User:GreenC/software/iabget

From Wikipedia, the free encyclopedia

iabget is a CLI program to the IABot API.

Requirements

[edit]
  • GNU Awk 4.1+ (standard POSIX tool)
  • PHP 7+ (possibly earlier ok)
  • jq 1.5+ (possibly earlier ok)
  • GNU timeout and wget

Setup

[edit]
  • Copy iabget.awk to a directory.
  • chmod 750 iabget.awk
  • Add a symlink ie. ln -s iabget.awk iabget
  • Edit iabget and configure
    • Set hash-bang line to location of GNU awk
    • Edit the "SETUP" section
      • Set paths to programs
      • The "bell" is optional and can be ignored/blanked
      • Follow directions for obtaining Oauth keys
      • Create custom agent string
      • Location of cookie file
  • Bot Permissions are required in the IABot tool.

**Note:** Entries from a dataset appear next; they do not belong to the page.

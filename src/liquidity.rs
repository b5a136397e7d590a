use anchor_lang::prelude::*;
use crate::{
    curve::{isqrt, mul_div_ceil, mul_div_floor, Normalizer, Reserves},
    errors::AmmError,
};

/// Amounts pulled from the depositor and the LP shares minted for them.
#[derive(Debug, Clone, Copy, PartialEq, Eq)]
pub struct DepositPlan {
    pub stack_in: u64,
    pub quote_in: u64,
    pub lp_minted: u64,
}

#[derive(Debug, Clone, Copy, PartialEq, Eq)]
pub struct WithdrawPlan {
    pub lp_burned: u64,
    pub stack_out: u64,
    pub quote_out: u64,
}

/// Prices a deposit against the current vault balances.
///
/// The first deposit mints `floor(sqrt(stack_n * quote_n))` and fixes the price.
/// Later deposits mint against the limiting side; the other side is pulled only
/// in proportion, rounded up so existing holders are never diluted.
pub fn plan_deposit(
    normalizer: &Normalizer,
    reserves: Reserves,
    total_lp_supply: u64,
    amount_stack: u64,
    amount_quote: u64,
) -> Result<DepositPlan> {
    require!(amount_stack > 0 && amount_quote > 0, AmmError::ZeroAmount);

    let stack_n = normalizer.stack(amount_stack)?;
    let quote_n = normalizer.quote(amount_quote)?;

    if total_lp_supply == 0 {
        let product = stack_n
            .checked_mul(quote_n)
            .ok_or(AmmError::ArithmeticOverflow)?;
        let shares = isqrt(product);
        require!(shares > 0, AmmError::ZeroLpMint);

        return Ok(DepositPlan {
            stack_in: amount_stack,
            quote_in: amount_quote,
            lp_minted: u64::try_from(shares).map_err(|_| AmmError::ArithmeticOverflow)?,
        });
    }

    let normalized = normalizer.reserves(reserves)?;
    require!(!normalized.is_empty(), AmmError::NoLiquidity);

    let supply = total_lp_supply as u128;
    let by_stack = mul_div_floor(stack_n, supply, normalized.stack)?;
    let by_quote = mul_div_floor(quote_n, supply, normalized.quote)?;
    let shares = by_stack.min(by_quote);
    require!(shares > 0, AmmError::ZeroLpMint);

    let stack_in = mul_div_ceil(shares, reserves.stack as u128, supply)?;
    let quote_in = mul_div_ceil(shares, reserves.quote as u128, supply)?;
    require!(
        stack_in <= amount_stack as u128 && quote_in <= amount_quote as u128,
        AmmError::RatioMismatch
    );

    Ok(DepositPlan {
        stack_in: stack_in as u64,
        quote_in: quote_in as u64,
        lp_minted: u64::try_from(shares).map_err(|_| AmmError::ArithmeticOverflow)?,
    })
}

/// Re-prices a deposit whose stack leg arrived short of `planned.stack_in`.
///
/// Shares are minted for what actually landed and the quote pull shrinks to the
/// matching amount, so the caller keeps the quote the taxed stack no longer backs.
pub fn plan_taxed_deposit(
    normalizer: &Normalizer,
    reserves: Reserves,
    total_lp_supply: u64,
    planned: DepositPlan,
    stack_received: u64,
) -> Result<DepositPlan> {
    if stack_received >= planned.stack_in {
        return Ok(planned);
    }
    let landed = plan_deposit(
        normalizer,
        reserves,
        total_lp_supply,
        stack_received,
        planned.quote_in,
    )?;
    Ok(DepositPlan {
        stack_in: stack_received,
        quote_in: landed.quote_in,
        lp_minted: landed.lp_minted,
    })
}

/// Prices burning `lp_amount` shares: a floor of the holder's share of each vault.
pub fn plan_withdrawal(
    reserves: Reserves,
    total_lp_supply: u64,
    holder_balance: u64,
    lp_amount: u64,
) -> Result<WithdrawPlan> {
    require!(lp_amount > 0, AmmError::ZeroAmount);
    require!(holder_balance >= lp_amount, AmmError::InsufficientBalance);
    require!(total_lp_supply > 0, AmmError::NoLiquidity);
    require!(lp_amount <= total_lp_supply, AmmError::InsufficientBalance);

    let supply = total_lp_supply as u128;
    let stack_out = mul_div_floor(reserves.stack as u128, lp_amount as u128, supply)? as u64;
    let quote_out = mul_div_floor(reserves.quote as u128, lp_amount as u128, supply)? as u64;
    require!(stack_out > 0 || quote_out > 0, AmmError::ZeroAmount);

    // outstanding shares must stay backed by both reserves
    if lp_amount < total_lp_supply {
        require!(
            reserves.stack > stack_out && reserves.quote > quote_out,
            AmmError::NoLiquidity
        );
    }

    Ok(WithdrawPlan {
        lp_burned: lp_amount,
        stack_out,
        quote_out,
    })
}
use anchor_lang::prelude::*;

#[event]
pub struct GlobalInitialized {
    pub admin: Pubkey,
    pub protocol_fee_bps: u16,
    pub max_fee_bps: u16,
}

#[event]
pub struct GlobalConfigUpdated {
    pub admin: Pubkey,
    pub protocol_fee_bps: u16,
    pub max_fee_bps: u16,
    pub dust_threshold: u64,
    pub creator_claim_lock_secs: i64,
    pub governance_notional_threshold: u64,
}

#[event]
pub struct PauseToggled {
    pub paused: bool,
}

#[event]
pub struct StackRegistered {
    pub creator: Pubkey,
    pub stack_mint: Pubkey,
    pub creator_fee_bps: u16,
}

#[event]
pub struct PoolCreated {
    pub pool: Pubkey,
    pub stack_mint: Pubkey,
    pub quote_mint: Pubkey,
    pub lp_mint: Pubkey,
    pub fee_bps: u16,
    pub decimal_normalize_to: u8,
}

#[event]
pub struct PoolParamsUpdated {
    pub pool: Pubkey,
    pub fee_bps: u16,
    pub k_value: u128,
}

#[event]
pub struct LiquidityProvided {
    pub pool: Pubkey,
    pub provider: Pubkey,
    pub stack_in: u64,
    pub quote_in: u64,
    pub lp_minted: u64,
}

#[event]
pub struct LiquidityRemoved {
    pub pool: Pubkey,
    pub provider: Pubkey,
    pub lp_burned: u64,
    pub stack_out: u64,
    pub quote_out: u64,
}

#[event]
pub struct EmergencyWithdrawal {
    pub pool: Pubkey,
    pub provider: Pubkey,
    pub lp_burned: u64,
    pub stack_out: u64,
    pub quote_out: u64,
}

#[event]
pub struct SwapExecuted {
    pub pool: Pubkey,
    pub trader: Pubkey,
    pub stack_to_quote: bool,
    pub amount_in: u64,
    pub amount_out: u64,
    pub protocol_fee: u64,
    pub creator_fee: u64,
}

#[event]
pub struct CreatorClaimed {
    pub pool: Pubkey,
    pub creator: Pubkey,
    pub amount: u64,
    pub timestamp: i64,
}

#[event]
pub struct ProtocolFeesWithdrawn {
    pub pool: Pubkey,
    pub treasury: Pubkey,
    pub amount: u64,
}

#[event]
pub struct GovernanceApprovalSet {
    pub target: Pubkey,
    pub nonce: u64,
    pub approved: bool,
    pub expiry_ts: i64,
}

#[event]
pub struct MidPrice {
    pub pool: Pubkey,
    pub price: u128,
    pub scale_decimals: u8,
}

#[event]
pub struct StackMintedViaPool {
    pub pool: Pubkey,
    pub buyer: Pubkey,
    pub quote_in: u64,
    pub stack_minted: u64,
    pub protocol_fee: u64,
    pub creator_fee: u64,
}
mod common;

use anchor_lang::prelude::*;
use common::{Harness, LOCK_SECS};
use stackmint_amm::{
    contexts::{GlobalConfigUpdate, GovernanceApproval, PoolStatus},
    errors::AmmError,
    swap::SwapDirection,
};

#[test]
fn full_lifecycle() {
    let mut h = Harness::standard();
    let alice = Pubkey::new_unique();

    assert_eq!(h.pool.status(&h.global), PoolStatus::Created);

    let deposit = h.provide(alice, 100_000, 200_000).unwrap();
    assert_eq!(deposit.lp_minted, 141_421);
    assert_eq!(h.pool.total_lp_supply, 141_421);
    assert_eq!(h.pool.status(&h.global), PoolStatus::Active);

    let product_before = h.product();
    let swap = h
        .swap(SwapDirection::StackToQuote, 1_000, 1, None)
        .unwrap();
    assert_eq!(swap.amount_out, 1_974);
    // 30 bps of 1_000 is 3 stack, all of it creator fee, paid out as quote
    assert_eq!(swap.fees.creator, 3);
    assert_eq!(swap.fees.protocol, 0);
    assert_eq!(h.pool.creator_claimable, 5);
    assert_eq!(h.vaults.creator_fee, 5);
    assert_eq!(h.vaults.stack, 101_000);
    assert_eq!(h.vaults.quote, 198_021);
    assert!(h.product() >= product_before);

    let half = h.pool.total_lp_supply / 2;
    let supply_before = h.pool.total_lp_supply;
    let reserves_before = h.reserves();
    let withdrawal = h.remove(alice, half).unwrap();
    assert_eq!(h.pool.total_lp_supply, supply_before - half);
    assert_eq!(h.pool.total_lp_supply, h.outstanding_lp());
    assert!(withdrawal.stack_out.abs_diff(reserves_before.stack / 2) <= 1);
    assert!(withdrawal.quote_out.abs_diff(reserves_before.quote / 2) <= 1);

    let creator = h.creator;
    assert_eq!(
        h.claim(creator).unwrap_err(),
        AmmError::BelowDustThreshold.into()
    );
    assert_eq!(h.pool.creator_claimable, 5);
}

#[test]
fn claim_lock_and_reset() {
    let mut h = Harness::standard();
    let creator = h.creator;
    h.provide(Pubkey::new_unique(), 100_000, 200_000).unwrap();

    // quote in: the fee is taken in quote directly, 60 here
    h.swap(SwapDirection::QuoteToStack, 20_000, 1, None).unwrap();
    assert_eq!(h.pool.creator_claimable, 60);

    assert_eq!(
        h.claim(Pubkey::new_unique()).unwrap_err(),
        AmmError::Unauthorized.into()
    );
    assert_eq!(h.claim(creator).unwrap(), 60);
    assert_eq!(h.pool.creator_claimable, 0);
    assert_eq!(h.pool.last_claim_timestamp, h.now);
    assert_eq!(h.vaults.creator_fee, 0);

    h.swap(SwapDirection::QuoteToStack, 20_000, 1, None).unwrap();
    h.now += 100;
    assert_eq!(h.claim(creator).unwrap_err(), AmmError::ClaimLocked.into());

    h.now += LOCK_SECS;
    let claimed = h.claim(creator).unwrap();
    assert!(claimed >= 10);
    assert_eq!(h.pool.creator_claimable, 0);
}

#[test]
fn round_trip_without_swaps_is_lossless() {
    let mut h = Harness::standard();
    let alice = Pubkey::new_unique();
    let plan = h.provide(alice, 123_456, 654_321).unwrap();
    let out = h.remove(alice, plan.lp_minted).unwrap();
    assert_eq!((out.stack_out, out.quote_out), (123_456, 654_321));
    assert_eq!(h.pool.total_lp_supply, 0);
    assert_eq!(h.reserves().stack, 0);
}

#[test]
fn skewed_deposit_only_pulls_the_matching_amount() {
    let mut h = Harness::standard();
    h.provide(Pubkey::new_unique(), 100_000, 200_000).unwrap();
    let bob = Pubkey::new_unique();
    let plan = h.provide(bob, 10_000, 90_000).unwrap();
    assert_eq!(plan.stack_in, 10_000);
    assert_eq!(plan.quote_in, 20_000);
    assert_eq!(h.vaults.quote, 220_000);
}

#[test]
fn pause_freezes_trading_but_not_exits() {
    let mut h = Harness::standard();
    let alice = Pubkey::new_unique();
    let plan = h.provide(alice, 100_000, 200_000).unwrap();
    h.swap(SwapDirection::QuoteToStack, 20_000, 1, None).unwrap();

    h.pause(true);
    assert_eq!(h.pool.status(&h.global), PoolStatus::Paused);
    assert_eq!(
        h.swap(SwapDirection::StackToQuote, 1_000, 1, None).unwrap_err(),
        AmmError::Paused.into()
    );
    assert_eq!(
        h.provide(alice, 1_000, 2_000).unwrap_err(),
        AmmError::Paused.into()
    );
    assert_eq!(
        h.remove(alice, 10).unwrap_err(),
        AmmError::Paused.into()
    );

    // claims and emergency exits still work
    let creator = h.creator;
    assert_eq!(h.claim(creator).unwrap(), 60);
    let out = h.emergency_withdraw(alice, plan.lp_minted).unwrap();
    assert_eq!(out.lp_burned, plan.lp_minted);
    assert_eq!(h.pool.total_lp_supply, 0);
    assert_eq!(h.reserves().stack, 0);
    assert_eq!(h.reserves().quote, 0);

    h.pause(false);
    assert_eq!(h.pool.status(&h.global), PoolStatus::Created);
}

#[test]
fn slippage_failure_changes_nothing() {
    let mut h = Harness::standard();
    h.provide(Pubkey::new_unique(), 100_000, 200_000).unwrap();
    let vaults = h.vaults;
    assert_eq!(
        h.swap(SwapDirection::StackToQuote, 1_000, 2_000, None)
            .unwrap_err(),
        AmmError::SlippageExceeded.into()
    );
    assert_eq!(h.vaults, vaults);
    assert_eq!(h.pool.creator_claimable, 0);
}

#[test]
fn governance_gate_on_large_trades() {
    let mut h = Harness::standard();
    h.provide(Pubkey::new_unique(), 1_000_000, 2_000_000).unwrap();
    let admin = h.admin;
    h.global
        .apply_update(
            &admin,
            &GlobalConfigUpdate {
                governance_notional_threshold: Some(50_000),
                ..Default::default()
            },
        )
        .unwrap();

    assert_eq!(
        h.swap(SwapDirection::QuoteToStack, 60_000, 1, None)
            .unwrap_err(),
        AmmError::GovernanceApprovalRequired.into()
    );

    let approval = GovernanceApproval {
        target: h.pool_key,
        oracle: h.pool.oracle,
        approved: true,
        expiry_ts: h.now + 60,
        nonce: 1,
        bump: 255,
    };
    h.swap(SwapDirection::QuoteToStack, 60_000, 1, Some(&approval))
        .unwrap();

    // consumed
    assert_eq!(
        h.swap(SwapDirection::QuoteToStack, 60_000, 1, Some(&approval))
            .unwrap_err(),
        AmmError::GovernanceApprovalRequired.into()
    );

    // under the threshold nothing is needed
    h.swap(SwapDirection::QuoteToStack, 40_000, 1, None).unwrap();
}

#[test]
fn mixed_decimal_pool_keeps_product() {
    let mut h = Harness::new(300, 30, stackmint_amm::curve::MintDecimals { stack: 6, quote: 9 });
    h.provide(Pubkey::new_unique(), 5_000_000, 20_000_000_000).unwrap();
    let before = h.product();
    h.swap(SwapDirection::StackToQuote, 12_345, 1, None).unwrap();
    assert!(h.product() >= before);
    let before = h.product();
    h.swap(SwapDirection::QuoteToStack, 987_654_321, 1, None).unwrap();
    assert!(h.product() >= before);
    assert_eq!(h.pool.creator_claimable, h.vaults.creator_fee);
}

#[test]
fn taxed_stack_deposit_pulls_only_the_backed_quote() {
    let mut h = Harness::standard();
    h.provide(Pubkey::new_unique(), 100_000, 200_000).unwrap();

    let bob = Pubkey::new_unique();
    // the stack mint keeps 1% of every transfer
    let plan = h.provide_taxed(bob, 10_000, 20_000, 100).unwrap();
    assert_eq!(plan.stack_in, 9_900);
    assert_eq!(plan.quote_in, 19_800);
    assert_eq!(plan.lp_minted, 14_000);
    assert_eq!(h.vaults.stack, 109_900);
    assert_eq!(h.vaults.quote, 219_800);
    assert_eq!(h.pool.total_lp_supply, h.outstanding_lp());
}

#[test]
fn lp_burned_outside_the_pool_stops_counting() {
    let mut h = Harness::standard();
    let alice = Pubkey::new_unique();
    let bob = Pubkey::new_unique();
    h.provide(alice, 100_000, 200_000).unwrap();
    let bob_lp = h.provide(bob, 10_000, 20_000).unwrap().lp_minted;
    assert_eq!(bob_lp, 14_142);

    h.burn_outside(alice, 141_421);
    let out = h.remove(bob, bob_lp).unwrap();
    assert_eq!((out.stack_out, out.quote_out), (110_000, 220_000));
    assert_eq!(h.pool.total_lp_supply, 0);
    assert_eq!(h.pool.status(&h.global), PoolStatus::Created);
}

#[test]
fn minting_via_pool_grows_the_product() {
    let mut h = Harness::standard();
    h.provide(Pubkey::new_unique(), 100_000, 200_000).unwrap();
    let before = h.product();

    assert_eq!(
        h.mint_via_pool(20_000, 9_067).unwrap_err(),
        AmmError::SlippageExceeded.into()
    );

    // priced like a quote-to-stack swap, but the stack is new supply
    let plan = h.mint_via_pool(20_000, 9_066).unwrap();
    assert_eq!(plan.amount_out, 9_066);
    assert_eq!(plan.creator_fee_quote, 60);
    assert_eq!(h.stack_minted, 9_066);
    assert_eq!(h.vaults.stack, 100_000);
    assert_eq!(h.vaults.quote, 219_940);
    assert_eq!(h.pool.creator_claimable, 60);
    assert!(h.product() > before);

    h.pause(true);
    assert_eq!(
        h.mint_via_pool(20_000, 1).unwrap_err(),
        AmmError::Paused.into()
    );
}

Request from an IABOt admin.

Usage

[edit]
 iabget - InternetArchiveBot API command-line interface

           -a     <action>         Action (see API doc): 
                                     searchpagefromurl
                                     searchurlfrompage
                                     searchurldata
                                     modifyurl
                                     submitbotjob (use with -f not -p)
                                     getbotjob
                                     getbotqueue
                                     logout
           -p     <parameter>      Parameter=value string (see API doc).
                                     Separating & between paramters should be {&} to disambig from & in URLs
                                     eg. -p "urlid=55{&}archiveurl=http://.."
           -f     <filename>       Filename containing the postdata encoded; or article encoded
           -l     <language>       Wiki language code (default: en). Valid is "wikidata"
           -d     <level>          Turn on debugging. 1 = level1 2 = level2
           -e                      Send error msgs to stdout (default: stderr)
           -w                      Show raw JSON
           -h                      help

  Examples:
     iabget -a getbotqueue -p displayqueued -w
     iabget -a getbotjob -p id=200 -w
     iabget -a searchurlfrompage -p pageids=4589

Notes

[edit]
  • -a is the name of the API command to run. -p are the parameter options. They are described in the API docs. The action and parameter values are passed as-is through to the API.
  • When creating the -p string, some of the parameter values may contain a & organically such as URLs and titles. Thus the program uses {&} to separate values. For example instead of -p "urlid=55&archiveurl=http://example.com/inx&path" it is -p "urlid=55{&}archiveurl=http://example.com/inx&path"
  • The -w is recommended as it will return the JSON response from IABot. An example success response:
{
    "result": "success",
    "revid": 1266710138,
    "errors": null,
    "loggedon": true,
    "username": "GreenC bot",
    "checksum": "3fb5106f3f55e8bb225e5cfd5e270c1f",
    "csrf": "e97c4fdf34bc05f2faa489089e961c12",
    "servetime": 0.5149
}

If "result" is not "success" something went wrong due to timeouts, load etc.. the calling application can sleep and try again a few times before giving up.